• _TASK STATEMENT_
Output the lines below exactly, please, from the first line until the line with "hooks need without", counting both.

--- RECORDS PROVIDED Enclosed Below ---

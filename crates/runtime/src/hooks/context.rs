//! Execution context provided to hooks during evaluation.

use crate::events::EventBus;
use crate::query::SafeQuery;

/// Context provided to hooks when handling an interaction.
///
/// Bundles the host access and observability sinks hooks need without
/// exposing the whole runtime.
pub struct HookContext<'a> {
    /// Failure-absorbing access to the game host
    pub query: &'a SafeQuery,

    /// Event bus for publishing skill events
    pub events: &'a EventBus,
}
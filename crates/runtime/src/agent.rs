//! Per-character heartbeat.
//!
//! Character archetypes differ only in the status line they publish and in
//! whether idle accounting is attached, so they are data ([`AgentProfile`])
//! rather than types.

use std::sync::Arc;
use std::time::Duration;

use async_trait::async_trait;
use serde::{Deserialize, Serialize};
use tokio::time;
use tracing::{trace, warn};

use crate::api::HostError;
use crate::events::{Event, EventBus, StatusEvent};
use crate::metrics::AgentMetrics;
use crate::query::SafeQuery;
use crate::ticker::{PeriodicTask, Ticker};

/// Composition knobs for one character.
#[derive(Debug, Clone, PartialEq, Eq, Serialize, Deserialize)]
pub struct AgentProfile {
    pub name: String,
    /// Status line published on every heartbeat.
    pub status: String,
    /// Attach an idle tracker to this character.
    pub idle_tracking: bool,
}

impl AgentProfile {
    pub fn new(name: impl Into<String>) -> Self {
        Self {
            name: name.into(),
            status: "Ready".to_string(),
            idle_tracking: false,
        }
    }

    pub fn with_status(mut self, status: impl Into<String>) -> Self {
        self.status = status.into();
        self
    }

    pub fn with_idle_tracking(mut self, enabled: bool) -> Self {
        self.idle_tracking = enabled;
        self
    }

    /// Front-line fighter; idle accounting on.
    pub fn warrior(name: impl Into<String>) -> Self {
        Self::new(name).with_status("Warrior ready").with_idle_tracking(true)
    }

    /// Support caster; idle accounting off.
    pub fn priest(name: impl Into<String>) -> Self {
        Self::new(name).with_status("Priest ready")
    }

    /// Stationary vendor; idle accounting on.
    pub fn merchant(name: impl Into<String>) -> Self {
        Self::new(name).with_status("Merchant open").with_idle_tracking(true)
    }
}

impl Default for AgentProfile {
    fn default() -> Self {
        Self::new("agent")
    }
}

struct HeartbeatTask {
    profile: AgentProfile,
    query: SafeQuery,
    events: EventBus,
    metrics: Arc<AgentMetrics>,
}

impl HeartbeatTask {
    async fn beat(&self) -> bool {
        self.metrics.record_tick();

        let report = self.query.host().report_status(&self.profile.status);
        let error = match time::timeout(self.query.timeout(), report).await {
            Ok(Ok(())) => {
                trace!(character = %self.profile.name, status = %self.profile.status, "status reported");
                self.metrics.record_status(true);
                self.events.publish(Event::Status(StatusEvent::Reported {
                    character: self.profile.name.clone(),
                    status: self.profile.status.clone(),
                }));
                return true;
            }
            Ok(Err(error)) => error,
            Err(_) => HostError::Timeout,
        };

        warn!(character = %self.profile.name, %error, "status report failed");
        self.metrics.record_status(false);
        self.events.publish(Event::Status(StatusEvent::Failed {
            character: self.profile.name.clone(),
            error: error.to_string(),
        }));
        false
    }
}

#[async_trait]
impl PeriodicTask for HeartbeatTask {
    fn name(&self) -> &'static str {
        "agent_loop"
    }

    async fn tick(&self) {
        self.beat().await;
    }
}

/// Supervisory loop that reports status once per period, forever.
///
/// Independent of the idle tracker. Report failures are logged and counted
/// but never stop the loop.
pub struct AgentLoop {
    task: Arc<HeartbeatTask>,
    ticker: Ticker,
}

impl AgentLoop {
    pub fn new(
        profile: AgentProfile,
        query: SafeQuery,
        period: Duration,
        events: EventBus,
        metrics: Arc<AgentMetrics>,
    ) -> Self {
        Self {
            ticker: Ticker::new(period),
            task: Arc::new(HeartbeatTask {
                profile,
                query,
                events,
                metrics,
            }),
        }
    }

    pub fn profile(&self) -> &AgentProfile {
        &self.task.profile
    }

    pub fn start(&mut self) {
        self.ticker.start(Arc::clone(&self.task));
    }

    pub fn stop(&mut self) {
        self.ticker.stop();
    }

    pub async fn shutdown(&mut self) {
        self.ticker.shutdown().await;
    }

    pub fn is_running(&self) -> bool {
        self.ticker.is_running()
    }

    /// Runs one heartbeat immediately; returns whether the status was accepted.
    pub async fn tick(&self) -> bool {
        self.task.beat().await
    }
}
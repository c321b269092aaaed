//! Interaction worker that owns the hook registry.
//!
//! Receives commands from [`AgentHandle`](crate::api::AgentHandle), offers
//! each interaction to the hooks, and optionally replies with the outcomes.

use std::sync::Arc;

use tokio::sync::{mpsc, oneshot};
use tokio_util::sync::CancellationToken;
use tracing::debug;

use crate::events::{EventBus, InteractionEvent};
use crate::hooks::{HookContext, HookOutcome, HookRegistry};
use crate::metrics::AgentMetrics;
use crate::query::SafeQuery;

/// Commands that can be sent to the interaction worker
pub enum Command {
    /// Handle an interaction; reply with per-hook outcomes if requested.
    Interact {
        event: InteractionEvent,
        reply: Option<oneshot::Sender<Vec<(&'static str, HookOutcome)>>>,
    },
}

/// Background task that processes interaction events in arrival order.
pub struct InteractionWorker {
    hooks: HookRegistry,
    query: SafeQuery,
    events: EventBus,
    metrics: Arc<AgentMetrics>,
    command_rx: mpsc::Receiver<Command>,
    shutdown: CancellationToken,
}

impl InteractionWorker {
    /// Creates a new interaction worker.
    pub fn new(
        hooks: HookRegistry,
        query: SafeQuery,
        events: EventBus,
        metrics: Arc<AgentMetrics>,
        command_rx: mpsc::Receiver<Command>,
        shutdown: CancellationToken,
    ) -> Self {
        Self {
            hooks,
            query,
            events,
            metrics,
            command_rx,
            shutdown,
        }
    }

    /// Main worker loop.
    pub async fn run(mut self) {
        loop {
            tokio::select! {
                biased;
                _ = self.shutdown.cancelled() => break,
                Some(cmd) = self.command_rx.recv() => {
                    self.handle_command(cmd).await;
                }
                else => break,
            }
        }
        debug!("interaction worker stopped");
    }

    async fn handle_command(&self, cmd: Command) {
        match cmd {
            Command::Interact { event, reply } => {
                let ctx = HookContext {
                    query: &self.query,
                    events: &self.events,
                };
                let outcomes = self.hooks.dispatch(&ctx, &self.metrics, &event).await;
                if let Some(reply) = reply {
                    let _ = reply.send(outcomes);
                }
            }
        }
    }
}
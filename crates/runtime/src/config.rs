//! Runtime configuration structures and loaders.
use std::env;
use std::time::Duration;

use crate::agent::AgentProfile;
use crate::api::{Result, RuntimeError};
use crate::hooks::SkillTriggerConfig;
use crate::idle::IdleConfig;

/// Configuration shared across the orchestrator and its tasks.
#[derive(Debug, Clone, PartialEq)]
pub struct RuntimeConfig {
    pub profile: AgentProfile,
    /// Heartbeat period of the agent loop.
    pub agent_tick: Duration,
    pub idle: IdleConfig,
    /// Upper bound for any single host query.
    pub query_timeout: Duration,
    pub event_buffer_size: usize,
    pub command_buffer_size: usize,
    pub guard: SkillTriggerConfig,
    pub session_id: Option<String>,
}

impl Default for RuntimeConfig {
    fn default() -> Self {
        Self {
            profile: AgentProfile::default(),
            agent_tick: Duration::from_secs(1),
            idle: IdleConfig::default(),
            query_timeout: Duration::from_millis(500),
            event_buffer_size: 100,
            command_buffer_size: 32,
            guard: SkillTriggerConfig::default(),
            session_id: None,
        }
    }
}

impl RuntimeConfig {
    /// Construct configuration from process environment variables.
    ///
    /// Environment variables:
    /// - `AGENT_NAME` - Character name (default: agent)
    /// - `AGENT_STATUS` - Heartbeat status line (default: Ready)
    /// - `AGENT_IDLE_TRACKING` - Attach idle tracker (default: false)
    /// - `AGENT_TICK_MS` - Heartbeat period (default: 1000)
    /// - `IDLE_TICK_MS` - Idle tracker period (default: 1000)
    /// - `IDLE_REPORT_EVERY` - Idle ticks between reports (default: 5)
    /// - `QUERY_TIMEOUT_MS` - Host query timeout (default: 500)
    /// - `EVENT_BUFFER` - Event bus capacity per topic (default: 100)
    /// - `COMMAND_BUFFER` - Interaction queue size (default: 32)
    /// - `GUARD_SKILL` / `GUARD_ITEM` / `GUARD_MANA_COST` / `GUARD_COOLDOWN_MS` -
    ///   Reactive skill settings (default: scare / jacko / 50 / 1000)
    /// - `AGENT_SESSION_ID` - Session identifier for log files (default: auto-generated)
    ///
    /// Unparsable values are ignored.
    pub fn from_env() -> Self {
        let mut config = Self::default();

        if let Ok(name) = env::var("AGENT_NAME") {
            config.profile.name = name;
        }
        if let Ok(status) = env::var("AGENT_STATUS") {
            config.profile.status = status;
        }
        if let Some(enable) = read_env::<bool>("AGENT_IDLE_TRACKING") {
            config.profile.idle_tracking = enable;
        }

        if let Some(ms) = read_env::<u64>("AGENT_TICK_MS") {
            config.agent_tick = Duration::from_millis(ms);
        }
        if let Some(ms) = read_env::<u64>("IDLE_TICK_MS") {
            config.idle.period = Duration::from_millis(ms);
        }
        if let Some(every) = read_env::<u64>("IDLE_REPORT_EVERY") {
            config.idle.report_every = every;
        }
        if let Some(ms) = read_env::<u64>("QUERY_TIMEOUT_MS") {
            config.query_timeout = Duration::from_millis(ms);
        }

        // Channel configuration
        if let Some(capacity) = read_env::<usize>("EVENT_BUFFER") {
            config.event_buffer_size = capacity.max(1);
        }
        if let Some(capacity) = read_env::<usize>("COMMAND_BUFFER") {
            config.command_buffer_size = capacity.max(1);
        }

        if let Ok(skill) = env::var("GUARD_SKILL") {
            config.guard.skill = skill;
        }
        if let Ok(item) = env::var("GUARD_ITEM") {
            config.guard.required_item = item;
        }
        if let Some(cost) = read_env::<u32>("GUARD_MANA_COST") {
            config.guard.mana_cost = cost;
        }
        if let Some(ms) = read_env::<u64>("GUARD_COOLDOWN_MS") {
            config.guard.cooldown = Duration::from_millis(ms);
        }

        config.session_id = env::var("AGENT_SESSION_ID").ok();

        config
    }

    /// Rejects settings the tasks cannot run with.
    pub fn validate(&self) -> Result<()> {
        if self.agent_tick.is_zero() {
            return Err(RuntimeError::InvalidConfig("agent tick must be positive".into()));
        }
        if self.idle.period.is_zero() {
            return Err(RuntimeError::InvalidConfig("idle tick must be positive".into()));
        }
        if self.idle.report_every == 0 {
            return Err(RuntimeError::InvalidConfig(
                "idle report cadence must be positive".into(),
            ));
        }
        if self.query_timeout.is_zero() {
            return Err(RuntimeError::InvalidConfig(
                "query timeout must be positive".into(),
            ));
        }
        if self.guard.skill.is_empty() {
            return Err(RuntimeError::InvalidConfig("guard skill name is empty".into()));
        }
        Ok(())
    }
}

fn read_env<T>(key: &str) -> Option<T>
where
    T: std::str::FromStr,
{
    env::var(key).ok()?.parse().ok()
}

--- End of Enclosed RECORDS PROVIDED ---

• _SOLUTION TO THE EXERCISE_
filename crates/runtime/src/hooks/context.rs
//! Execution context provided to hooks during evaluation.

use crate::events::EventBus;
use crate::query::SafeQuery;

/// Context provided to hooks when handling an interaction.
///
/// Bundles the host access and observability sinks hooks need without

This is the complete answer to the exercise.